Problem requirements —
Write the records out again, exactly.

-------------------------

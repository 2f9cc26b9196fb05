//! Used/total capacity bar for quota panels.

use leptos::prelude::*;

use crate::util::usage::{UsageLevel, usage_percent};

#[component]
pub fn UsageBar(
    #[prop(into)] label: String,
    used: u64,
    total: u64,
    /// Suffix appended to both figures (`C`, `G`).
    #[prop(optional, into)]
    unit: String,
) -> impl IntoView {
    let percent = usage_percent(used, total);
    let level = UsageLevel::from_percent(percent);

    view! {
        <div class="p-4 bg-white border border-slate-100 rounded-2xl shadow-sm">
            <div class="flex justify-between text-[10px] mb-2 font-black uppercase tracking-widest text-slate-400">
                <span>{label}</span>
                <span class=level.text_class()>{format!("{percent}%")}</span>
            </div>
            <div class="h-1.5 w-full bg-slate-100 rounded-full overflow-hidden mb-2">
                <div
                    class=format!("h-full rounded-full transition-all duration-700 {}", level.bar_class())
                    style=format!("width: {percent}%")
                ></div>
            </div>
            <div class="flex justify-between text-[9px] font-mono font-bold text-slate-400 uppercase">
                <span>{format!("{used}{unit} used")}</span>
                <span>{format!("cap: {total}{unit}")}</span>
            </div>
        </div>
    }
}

-------------------------

Exercise output —
repository 2f9cc26b9196fb05
//! Used/total capacity bar for quota panels.

use leptos::prelude::*;

use crate::util::usage::{UsageLevel, usage_percent};

#[component]
pub fn UsageBar(
    #[prop(into)] label: String,
    used: u64,
    total: u64,
    /// Suffix appended to both figures (`C`, `G`).
    #[prop(optional, into)]
    unit: String,
) -> impl IntoView {
    let percent = usage_percent(used, total);
    let level = UsageLevel::from_percent(percent);

    view! {
        <div class="p-4 bg-white border border-slate-100 rounded-2xl shadow-sm">
            <div class="flex justify-between text-[10px] mb-2 font-black uppercase tracking-widest text-slate-400">
                <span>{label}</span>
                <span class=level.text_class()>{format!("{percent}%")}</span>
            </div>
            <div class="h-1.5 w-full bg-slate-100 rounded-full overflow-hidden mb-2">
                <div
                    class=format!("h-full rounded-full transition-all duration-700 {}", level.bar_class())
                    style=format!("width: {percent}%")
                ></div>
            </div>
            <div class="flex justify-between text-[9px] font-mono font-bold text-slate-400 uppercase">
                <span>{format!("{used}{unit} used")}</span>
                <span>{format!("cap: {total}{unit}")}</span>
            </div>
        </div>
    }
}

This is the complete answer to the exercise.